■ **ACTION ITEM**: The records below are made of lines; count those holding the word "enum" and give the number only.
EXERCISE INPUT section start
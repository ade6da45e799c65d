//! Approval Manager: reaction-driven gating of decided tasks before they
//! reach the task queue.

use std::sync::Arc;

use uuid::Uuid;

use crate::config::{ApprovalMode, Config};
use crate::decider::TaskSpec;
use crate::models::ApprovalStatus;
use crate::persistence::approval_repo::ApprovalRepo;
use crate::slack::blocks::{plan_message, rejected_message};
use crate::slack::SlackPoster;
use crate::{AppError, Result};

/// Shell wrapper commands whose presence is transparent to the allowlist
/// check; their own leading `VAR=value` assignments are skipped too.
const WRAPPER_COMMANDS: &[&str] = &["sudo", "command", "time", "nohup"];

/// Split a compound shell command into its pipeline/chain segments on
/// `&&`, `||`, `;`, and `|`.
fn split_segments(command: &str) -> Vec<String> {
    let mut segments = Vec::new();
    let mut current = String::new();
    let mut chars = command.chars().peekable();

    while let Some(c) = chars.next() {
        match c {
            '&' if chars.peek() == Some(&'&') => {
                chars.next();
                segments.push(std::mem::take(&mut current));
            }
            '|' if chars.peek() == Some(&'|') => {
                chars.next();
                segments.push(std::mem::take(&mut current));
            }
            '|' | ';' => segments.push(std::mem::take(&mut current)),
            other => current.push(other),
        }
    }
    segments.push(current);
    segments
}

/// Tokenize a single shell segment with simple POSIX-style quoting rules
/// (single and double quotes group whitespace; no escape processing beyond
/// that, which matches the needs of allowlist inspection, not execution).
fn tokenize(segment: &str) -> Vec<String> {
    let mut tokens = Vec::new();
    let mut current = String::new();
    let mut in_token = false;
    let mut quote: Option<char> = None;
    let mut chars = segment.chars().peekable();

    while let Some(c) = chars.next() {
        match quote {
            Some(q) if c == q => quote = None,
            Some(_) => current.push(c),
            None => match c {
                '\'' | '"' => {
                    quote = Some(c);
                    in_token = true;
                }
                c if c.is_whitespace() => {
                    if in_token {
                        tokens.push(std::mem::take(&mut current));
                        in_token = false;
                    }
                }
                other => {
                    current.push(other);
                    in_token = true;
                }
            },
        }
    }
    if in_token {
        tokens.push(current);
    }
    tokens
}

fn is_assignment(token: &str) -> bool {
    let Some((name, _)) = token.split_once('=') else {
        return false;
    };
    !name.is_empty()
        && name
            .chars()
            .next()
            .is_some_and(|c| c.is_ascii_alphabetic() || c == '_')
        && name.chars().all(|c| c.is_ascii_alphanumeric() || c == '_')
}

fn effective_command(tokens: &[String]) -> Option<String> {
    let mut rest = tokens;
    while let Some(first) = rest.first() {
        if is_assignment(first) {
            rest = &rest[1..];
            continue;
        }
        break;
    }

    let first = rest.first()?;
    let basename = first.rsplit(['/', '\\']).next().unwrap_or(first.as_str());
    let lowered = basename.to_ascii_lowercase();

    if WRAPPER_COMMANDS.contains(&lowered.as_str()) {
        let mut rest = &rest[1..];
        while let Some(first) = rest.first() {
            if is_assignment(first) {
                rest = &rest[1..];
                continue;
            }
            break;
        }
        let first = rest.first()?;
        let basename = first.rsplit(['/', '\\']).next().unwrap_or(first.as_str());
        return Some(basename.to_ascii_lowercase());
    }

    Some(lowered)
}

/// Return the effective command names in `command_text` that are not present
/// in `allowlist`, in first-seen order. An empty result means every
/// effective command is allowed.
#[must_use]
pub fn disallowed_commands(command_text: &str, allowlist: &[String]) -> Vec<String> {
    let mut seen = std::collections::HashSet::new();
    let mut disallowed = Vec::new();
    for segment in split_segments(command_text) {
        let tokens = tokenize(&segment);
        if tokens.is_empty() {
            continue;
        }
        let Some(command) = effective_command(&tokens) else {
            continue;
        };
        if !allowlist.iter().any(|allowed| allowed == &command) && seen.insert(command.clone()) {
            disallowed.push(command);
        }
    }
    disallowed
}

/// Outcome of gating a decided task through the approval manager.
#[derive(Debug, Clone, PartialEq, Eq)]
pub enum GateOutcome {
    /// No gating required; the caller should `upsert_task(pending)` and
    /// enqueue immediately.
    EnqueueImmediately,
    /// The task is now `waiting_approval`; a plan message was posted and
    /// its ts recorded as `approval_message_ts`.
    WaitingApproval {
        /// ts of the posted plan message.
        approval_message_ts: String,
    },
}

/// Outcome of resolving a reaction event against pending approvals.
#[derive(Debug, Clone, PartialEq, Eq)]
pub enum ResolutionOutcome {
    /// The approval was resolved to `approved`; the caller should
    /// `upsert_task(pending)` and enqueue.
    Approved {
        /// The task the approval gated.
        task_id: String,
    },
    /// The approval was resolved to `rejected`; the caller should mark the
    /// task `canceled` and report.
    Rejected {
        /// The task the approval gated.
        task_id: String,
    },
    /// No pending approval matched, or it had already been resolved.
    NoOp,
}

/// Coordinates the reaction-driven approval state machine.
pub struct ApprovalManager {
    repo: Arc<ApprovalRepo>,
    poster: Arc<dyn SlackPoster>,
    approval_mode: ApprovalMode,
    shell_allowlist: Vec<String>,
    approve_reaction: String,
    reject_reaction: String,
}

impl ApprovalManager {
    /// Build a manager bound to a config snapshot.
    #[must_use]
    pub fn new(repo: Arc<ApprovalRepo>, poster: Arc<dyn SlackPoster>, config: &Config) -> Self {
        Self {
            repo,
            poster,
            approval_mode: config.approval_mode,
            shell_allowlist: config.shell_allowlist.clone(),
            approve_reaction: config.approve_reaction.clone(),
            reject_reaction: config.reject_reaction.clone(),
        }
    }

    /// Gate a decided task, posting a plan message if approval is required.
    ///
    /// A shell command (`sh:` prefix) fully within the allowlist is never
    /// gated, even in reaction mode; every other command is gated whenever
    /// `approval_mode` is `reaction`.
    ///
    /// # Errors
    ///
    /// Returns `AppError::Approval` if posting the plan message fails, or
    /// `AppError::Db` if persisting the approval record fails.
    pub async fn gate(&self, task: &TaskSpec, image_count: usize) -> Result<GateOutcome> {
        if matches!(self.approval_mode, ApprovalMode::None) {
            return Ok(GateOutcome::EnqueueImmediately);
        }

        let reason = shell_gate_reason(&task.command_text, &self.shell_allowlist);
        if task.command_text.starts_with("sh:") && reason.is_none() {
            return Ok(GateOutcome::EnqueueImmediately);
        }

        let text = plan_message(
            &task.task_id,
            &task.command_text,
            &task.lock_key,
            reason.as_deref(),
            image_count,
            &self.approve_reaction,
            &self.reject_reaction,
        );
        let approval_message_ts = self
            .poster
            .post_message(&task.channel_id, &text, Some(&task.thread_ts))
            .await
            .map_err(|err| AppError::Approval(format!("failed to post plan message: {err}")))?;

        self.repo
            .upsert(
                &task.task_id,
                &task.channel_id,
                &task.message_ts,
                &approval_message_ts,
                &self.approve_reaction,
                &self.reject_reaction,
                ApprovalStatus::Pending,
            )
            .await?;

        Ok(GateOutcome::WaitingApproval {
            approval_message_ts,
        })
    }

    /// Resolve a reaction event against any pending approval on `channel_id`
    /// whose source or plan message matches `ts`.
    ///
    /// # Errors
    ///
    /// Returns `AppError::Db` if the lookup or resolution write fails.
    pub async fn handle_reaction(
        &self,
        channel_id: &str,
        ts: &str,
        reaction: &str,
        user: &str,
    ) -> Result<ResolutionOutcome> {
        let Some(record) = self.repo.get_pending_for_message(channel_id, ts).await? else {
            return Ok(ResolutionOutcome::NoOp);
        };

        let target_status = if reaction == record.approve_reaction {
            ApprovalStatus::Approved
        } else if reaction == record.reject_reaction {
            ApprovalStatus::Rejected
        } else {
            return Ok(ResolutionOutcome::NoOp);
        };

        let resolved = self
            .repo
            .resolve(&record.task_id, target_status, user, reaction)
            .await?;
        if !resolved {
            return Ok(ResolutionOutcome::NoOp);
        }

        if matches!(target_status, ApprovalStatus::Rejected) {
            let text = rejected_message(&record.task_id, user);
            self.poster
                .post_message(channel_id, &text, Some(&record.source_message_ts))
                .await
                .ok();
            return Ok(ResolutionOutcome::Rejected {
                task_id: record.task_id,
            });
        }

        Ok(ResolutionOutcome::Approved {
            task_id: record.task_id,
        })
    }
}

fn shell_gate_reason(command_text: &str, allowlist: &[String]) -> Option<String> {
    let body = command_text.strip_prefix("sh:")?;
    let disallowed = disallowed_commands(body, allowlist);
    if disallowed.is_empty() {
        return None;
    }
    Some(format!(
        "non-allowlisted shell command(s): {}",
        disallowed.join(", ")
    ))
}

/// Generate a random 128-bit session id for an agent CLI that has no prior
/// resumable session.
#[must_use]
pub fn new_session_id() -> String {
    Uuid::new_v4().to_string()
}

#[cfg(test)]
mod tests {
    use super::*;

    #[test]
    fn allows_plain_allowlisted_command() {
        let allowlist = vec!["echo".to_owned(), "ls".to_owned()];
        assert!(disallowed_commands("echo hi", &allowlist).is_empty());
    }

    #[test]
    fn flags_disallowed_command_in_chain() {
        let allowlist = vec!["echo".to_owned()];
        let result = disallowed_commands("echo hi && rm -rf /tmp/x", &allowlist);
        assert_eq!(result, vec!["rm".to_owned()]);
    }

    #[test]
    fn skips_leading_assignment_and_wrapper() {
        let allowlist = vec!["git".to_owned()];
        let result = disallowed_commands("FOO=bar sudo BAZ=1 git status", &allowlist);
        assert!(result.is_empty());
    }

    #[test]
    fn splits_on_pipe_and_semicolon() {
        let allowlist = vec!["cat".to_owned(), "grep".to_owned()];
        let result = disallowed_commands("cat file | grep x; echo done", &allowlist);
        assert_eq!(result, vec!["echo".to_owned()]);
    }

    #[test]
    fn basename_of_absolute_path_is_checked() {
        let allowlist = vec!["git".to_owned()];
        assert!(disallowed_commands("/usr/bin/git status", &allowlist).is_empty());
    }

    #[test]
    fn shell_gate_reason_only_applies_to_shell_prefix() {
        let allowlist = vec!["echo".to_owned()];
        assert!(shell_gate_reason("codex:do the thing", &allowlist).is_none());
        assert!(shell_gate_reason("sh:echo hi", &allowlist).is_none());
        assert!(shell_gate_reason("sh:rm -rf /", &allowlist).is_some());
    }
}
EXERCISE INPUT section end
■ **EXERCISE RESPONSE**: 2